An Open Letter to UFPJ

*Ardeshir Ommani, July 18, 2009


Dear UFPJ’s Leadership Group,


UFPJ has asked in its Action Alert of 7/9/09 that people join the “United 4 Iran” Global Day of Action on July 25. Is UFPJ confident that the leaders and proponents of this action are not being financed by NED and other “pro-democracy” fronts awash with some of the $400 million that the U.S. Congress has provided to the National Endowment for Democracy, the CIA, the USAID - U.S. Agency for International Development and others for the explicit purpose of subversion, acts of sabotage, financing, equipping and training upper echelon Iranian-Americans who are ready to serve the U.S. foreign policy objectives of infiltrating and penetrating the security spheres of the Iranian nation? By supporting and attempting to create credibility and prestige for these newly-hatched anti-Iran networks, UFPJ’s legitimacy will be on the line, considering that NPR on July 10, 2009 reported that the majority of demonstrators in Washington, DC were from the Mojahedin Khalq, a terrorist organization.


In your July 9, 2009 Action Alert on Iran, you conveniently stated that, “What followed” Iran’s presidential election on June 12 “remains unclear,” which meant you had no lucid knowledge of the laws governing Iran’s electoral process, the way the Tenth presidential election unfolded and the events that took place during the four weeks after the election.

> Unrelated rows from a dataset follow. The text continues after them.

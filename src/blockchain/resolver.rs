// src/blockchain/resolver.rs

use std::str::FromStr;

use ethers::types::Address;
use serde::Serialize;
use tracing::warn;

use crate::blockchain::{chains::ChainConfig, error::AgentError};

/// A token reference reduced to an on-chain address plus its native classification.
///
/// Native tokens resolve to the wrapped-native contract: routers only speak
/// ERC-20, while the execution path is still chosen by `is_native`.
#[derive(Debug, Clone, Copy, PartialEq, Eq, Serialize)]
#[serde(rename_all = "camelCase")]
pub struct ResolvedToken {
    pub address: Address,
    pub is_native: bool,
}

pub const NATIVE_SENTINEL: &str = "native";

/// `0x` followed by 40 characters. Only the shape is checked here.
pub fn looks_like_address(s: &str) -> bool {
    s.len() == 42 && s.starts_with("0x")
}

/// Empty, `null` and `undefined` are what an upstream parser emits for "not given".
pub fn is_blank(value: Option<&str>) -> bool {
    match value.map(str::trim) {
        None => true,
        Some(v) => v.is_empty() || v.eq_ignore_ascii_case("null") || v.eq_ignore_ascii_case("undefined"),
    }
}

/// Resolves a symbol, the `native` sentinel, or a literal address.
pub fn resolve(token: &str, chain: &ChainConfig) -> Result<ResolvedToken, AgentError> {
    let token = token.trim();

    if looks_like_address(token) {
        let address = Address::from_str(token).map_err(|_| AgentError::InvalidAddress(token.to_string()))?;
        return Ok(ResolvedToken { address, is_native: false });
    }

    if chain.is_native_symbol(token) || token.eq_ignore_ascii_case(NATIVE_SENTINEL) {
        let address = chain.wrapped_native_address().ok_or_else(|| AgentError::UnsupportedToken {
            token: chain.wrapped_native_symbol(),
            chain: chain.name.clone(),
        })?;
        return Ok(ResolvedToken { address, is_native: true });
    }

    chain
        .token_addresses
        .get(token)
        .map(|address| ResolvedToken { address: *address, is_native: false })
        .ok_or_else(|| AgentError::UnsupportedToken {
            token: token.to_string(),
            chain: chain.name.clone(),
        })
}

/// Token reference for transfers and balances: a blank reference means the native token.
pub fn token_or_native<'a>(token: Option<&'a str>, chain: &'a ChainConfig) -> &'a str {
    match token {
        Some(t) if !is_blank(Some(t)) => t.trim(),
        _ => chain.native_token_symbol.as_str(),
    }
}

/// Normalizes a free-form account address, falling back to `own` when the
/// input is blank, is actually a token symbol, or is not `0x` + 40 characters.
/// Any other `0x` string passes through unvalidated to the RPC layer.
pub fn account_or_own(input: Option<&str>, chain: &ChainConfig, own: Address) -> String {
    let own_hex = format!("{:?}", own);
    if is_blank(input) {
        return own_hex;
    }
    let value = input.unwrap_or_default().trim();
    if chain.find_symbol_ci(value).is_some() {
        warn!("Address '{}' is a token symbol on {}, using own wallet", value, chain.name);
        return own_hex;
    }
    if !looks_like_address(value) {
        warn!("Address '{}' is not a 0x address, using own wallet", value);
        return own_hex;
    }
    value.to_string()
}

pub fn parse_account(value: &str) -> Result<Address, AgentError> {
    Address::from_str(value).map_err(|_| AgentError::InvalidAddress(value.to_string()))
}
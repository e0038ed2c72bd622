//! # MCP Handler Module
//!
//! This module implements the Model Context Protocol (MCP) for the agent server.
//! It handles incoming MCP requests and dispatches them to the blockchain tools.
//!
//! ## Supported Tools
//!
//! - `get_balance` - Native or ERC-20 balance of an account
//! - `transfer` - Send native value or ERC-20 tokens
//! - `swap` - Swap through the chain's router (approves the router when needed)
//! - `get_quote` - Price a swap without submitting anything
//! - `list_chains` - Registered chains and their tokens
//!
//! Tool arguments are parsed into typed requests once, here. Domain errors come
//! back as JSON-RPC errors whose `data.kind` names the error kind.

use serde::Serialize;
use serde_json::{json, Value};
use tracing::{error, info};

use crate::{
    blockchain::{
        error::AgentError,
        models::{BalanceRequest, QuoteRequest, SwapRequest, TransferRequest},
    },
    mcp::protocol::{error_codes, Request, Response},
    utils, AppState,
};

const TOOL_NAMES: &[&str] = &["get_balance", "transfer", "swap", "get_quote", "list_chains"];

// Helper: produce a result Value that always contains a text content array
// and preserves structured data for JSON-friendly clients.
fn make_texty_result(text: String, payload: Value) -> Value {
    let content = json!([{ "type": "text", "text": text }]);
    match payload {
        Value::Object(mut map) => {
            // Do not overwrite if caller already set content
            if !map.contains_key("content") {
                map.insert("content".into(), content);
            }
            Value::Object(map)
        }
        other => json!({
            "data": other,
            "content": content
        }),
    }
}

fn error_response(req_id: &Value, err: AgentError) -> Response {
    if !err.is_validation() {
        error!("Tool call failed ({}): {}", err.kind(), describe(&err));
    }
    Response::agent_error(req_id.clone(), &err)
}

// The error followed by its source chain, for the server log.
fn describe(err: &AgentError) -> String {
    let mut text = err.to_string();
    let mut source = std::error::Error::source(err);
    while let Some(cause) = source {
        text.push_str(": ");
        text.push_str(&cause.to_string());
        source = std::error::Error::source(cause);
    }
    text
}

fn success<T: Serialize>(req_id: &Value, summary: String, result: &T) -> Response {
    let payload = serde_json::to_value(result).unwrap_or(Value::Null);
    Response::success(req_id.clone(), make_texty_result(summary, payload))
}

/// This is the main dispatcher for all incoming MCP requests.
pub async fn handle_mcp_request(req: Request, state: AppState) -> Option<Response> {
    info!("Handling MCP request for method: {}", req.method);

    if req.is_notification() {
        return None;
    }

    let response = match req.method.as_str() {
        "initialize" => handle_initialize(&req),
        "tools/list" => handle_tools_list(&req),
        "tools/call" => handle_tool_call(req, state).await,
        // Convenience aliases: direct method calls are rewritten into tools/call
        name if TOOL_NAMES.contains(&name) => {
            let wrapped = Request {
                jsonrpc: req.jsonrpc.clone(),
                id: req.id.clone(),
                method: "tools/call".to_string(),
                params: Some(json!({
                    "name": name,
                    "arguments": req.params.clone().unwrap_or_else(|| json!({}))
                })),
            };
            handle_tool_call(wrapped, state).await
        }
        _ => Response::error(
            req.id,
            error_codes::METHOD_NOT_FOUND,
            format!("Method not found: {}", req.method),
        ),
    };

    Some(response)
}

/// Handles a 'tools/call' request by dispatching it to the correct tool logic.
async fn handle_tool_call(req: Request, state: AppState) -> Response {
    let params = match req.params.as_ref() {
        Some(p) => p,
        None => {
            return Response::error(
                req.id,
                error_codes::INVALID_PARAMS,
                "Missing 'params' object".into(),
            )
        }
    };

    let tool_name = match params.get("name").and_then(|n| n.as_str()) {
        Some(name) => name,
        None => {
            return Response::error(
                req.id,
                error_codes::INVALID_PARAMS,
                "Missing 'name' field in params".into(),
            )
        }
    };

    let empty_args = json!({});
    let args = params.get("arguments").unwrap_or(&empty_args);
    let req_id = &req.id;
    let default_chain = state.config.default_chain.as_str();
    let mode = state.config.encryption_mode;

    let res: Result<Response, Response> = match tool_name {
        "get_balance" => (async {
            let request: BalanceRequest = utils::parse_args(args, default_chain, req_id)?;
            let balance = state
                .client
                .get_balance(&request)
                .await
                .map_err(|e| error_response(req_id, e))?;
            let text = format!("Balance of {} on {}: {} {}", balance.address, balance.chain, balance.amount, balance.token);
            Ok(success(req_id, text, &balance))
        })
        .await,
        "transfer" => (async {
            let request: TransferRequest = utils::parse_args(args, default_chain, req_id)?;
            let result = state
                .client
                .transfer(&request, mode)
                .await
                .map_err(|e| error_response(req_id, e))?;
            let text = format!(
                "Sent {} {} to {} on {} (tx {}, encrypted: {})",
                result.amount, result.token, result.recipient, result.chain, result.tx_hash, result.encrypted
            );
            Ok(success(req_id, text, &result))
        })
        .await,
        "swap" => (async {
            let request: SwapRequest = utils::parse_args(args, default_chain, req_id)?;
            let result = state
                .client
                .swap(&request, mode)
                .await
                .map_err(|e| error_response(req_id, e))?;
            let text = format!(
                "Swapped {} {} for {} {} on {} (tx {}, encrypted: {})",
                result.amount_in,
                result.input_token,
                result.amount_out,
                result.output_token,
                result.chain,
                result.tx_hash,
                result.encrypted
            );
            Ok(success(req_id, text, &result))
        })
        .await,
        "get_quote" => (async {
            let request: QuoteRequest = utils::parse_args(args, default_chain, req_id)?;
            let quote = state
                .client
                .quote(&request)
                .await
                .map_err(|e| error_response(req_id, e))?;
            let text = format!(
                "{} {} -> {} {} (minimum {} at {}% slippage)",
                quote.amount_in, quote.input_token, quote.amount_out, quote.output_token, quote.amount_out_min, quote.slippage
            );
            Ok(success(req_id, text, &quote))
        })
        .await,
        "list_chains" => {
            let chains = state.client.chains();
            let names: Vec<&str> = chains.iter().map(|c| c.name.as_str()).collect();
            let text = format!("Supported chains: {}", names.join(", "));
            Ok(Response::success(
                req_id.clone(),
                make_texty_result(text, json!({ "chains": chains })),
            ))
        }
        _ => Err(Response::error(
            req_id.clone(),
            error_codes::METHOD_NOT_FOUND,
            format!("Unknown tool: {}", tool_name),
        )),
    };

    res.unwrap_or_else(|err_resp| err_resp)
}

/// Handles the 'initialize' request.
fn handle_initialize(req: &Request) -> Response {
    let server_info = json!({
        "name": "fair_mcp",
        "version": env!("CARGO_PKG_VERSION")
    });
    let capabilities = json!({ "tools": { "listChanged": false } });
    let instructions =
        "EVM agent tools: balances, native and ERC-20 transfers, and router swaps, with optional transaction encryption.";

    Response::success(
        req.id.clone(),
        json!({
            "serverInfo": server_info,
            "protocolVersion": "2025-06-18",
            "capabilities": capabilities,
            "instructions": instructions
        }),
    )
}

/// Handles the 'tools/list' request by returning a JSON definition of all available tools.
fn handle_tools_list(req: &Request) -> Response {
    let chain = json!({"type": "string", "description": "Chain name (e.g. 'fair-testnet') or numeric chain id. Defaults to the server's default chain."});
    let encrypt = json!({"type": "boolean", "description": "Encrypt the transaction before signing. Always on when the server runs in automatic mode."});
    let tools = json!([
        {
            "name": "get_balance",
            "description": "Get the native or ERC-20 token balance of an address. Omit the address to use the agent's wallet.",
            "inputSchema": {
                "type": "object",
                "properties": {
                    "chain": chain,
                    "address": {"type": "string", "description": "The 0x... address to check."},
                    "token": {"type": "string", "description": "Token symbol, 'native', or token contract address. Defaults to the native token."}
                }
            }
        },
        {
            "name": "transfer",
            "description": "Send native tokens or ERC-20 tokens to a recipient.",
            "inputSchema": {
                "type": "object",
                "properties": {
                    "chain": chain,
                    "recipient": {"type": "string", "description": "The 0x... recipient address."},
                    "amount": {"type": "string", "description": "Decimal amount, e.g. '1.0'."},
                    "token": {"type": "string", "description": "Token symbol or address. Defaults to the native token."},
                    "encrypt": encrypt
                },
                "required": ["recipient", "amount"]
            }
        },
        {
            "name": "swap",
            "description": "Swap tokens through the chain's router. Approves the router first when the allowance is too low.",
            "inputSchema": {
                "type": "object",
                "properties": {
                    "chain": chain,
                    "inputToken": {"type": "string", "description": "Token to sell (symbol or address)."},
                    "outputToken": {"type": "string", "description": "Token to buy (symbol or address)."},
                    "amount": {"type": "string", "description": "Decimal amount of the input token."},
                    "slippage": {"type": "number", "description": "Slippage tolerance in percent, 0 to 50. Defaults to 0.5."},
                    "encrypt": encrypt
                },
                "required": ["inputToken", "outputToken", "amount"]
            }
        },
        {
            "name": "get_quote",
            "description": "Price a swap without submitting any transaction.",
            "inputSchema": {
                "type": "object",
                "properties": {
                    "chain": chain,
                    "inputToken": {"type": "string"},
                    "outputToken": {"type": "string"},
                    "amount": {"type": "string"},
                    "slippage": {"type": "number"}
                },
                "required": ["inputToken", "outputToken", "amount"]
            }
        },
        {
            "name": "list_chains",
            "description": "List supported chains, their native token and known token symbols.",
            "inputSchema": { "type": "object", "properties": {}, "additionalProperties": false }
        }
    ]);
    Response::success(req.id.clone(), json!({ "tools": tools }))
}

Given this admission one may ask what was the UFPJ leadership doing when during the first two weeks after the election at least 50 thousand articles and news reports appeared in newspapers, magazines, TV and radio stations and electronic sites in the United States and media around the world. It was truly one of the most written and talked about elections in recent memory. By asking UFPJ’s leadership some not so complicated questions it may help the rest of us to separate the murky issues from those that could be understood with statistical data and common sense. Unfortunately, in your Action Alert, you did not express which issues you were clear about.


Questions that UFPJ should answer:



What amazes us that while by its own admission UFPJ states that they know very little about all the complexities of the Iranian election, yet they are asking us to take sides, thereby dividing the peace and justice movement along one more sensitive and hot issue – Iran.


As decision-makers in the UFPJ, you wrote that you “feel compelled…to stand in solidarity with the people of Iran and their elementary right to protest their government…” The Iranian people do exercise their right to peaceful assembly, as reported as recently as July 17, 2009 in the Washington Post, following Rafsanjani’s speech at Friday prayers: “Shortly after the sermon, thousands of Mousavi supporters demonstrated around Tehran University.” As an Iranian American dual citizen, and after spending two and a half months in Iran from March to May, and being in Iran regularly over the past four years, I find your assumption in this claim to be biased, either by total ignorance of the social and political freedoms in Iran or made out of the American cultural superiority concept that only recognizes its own brand of ‘democracy’ as legitimate. I can attest that there are more opposing viewpoints appearing in more than 52 daily newspapers in Tehran alone than in the New York Times, Washington Times and the Financial Times of London put together.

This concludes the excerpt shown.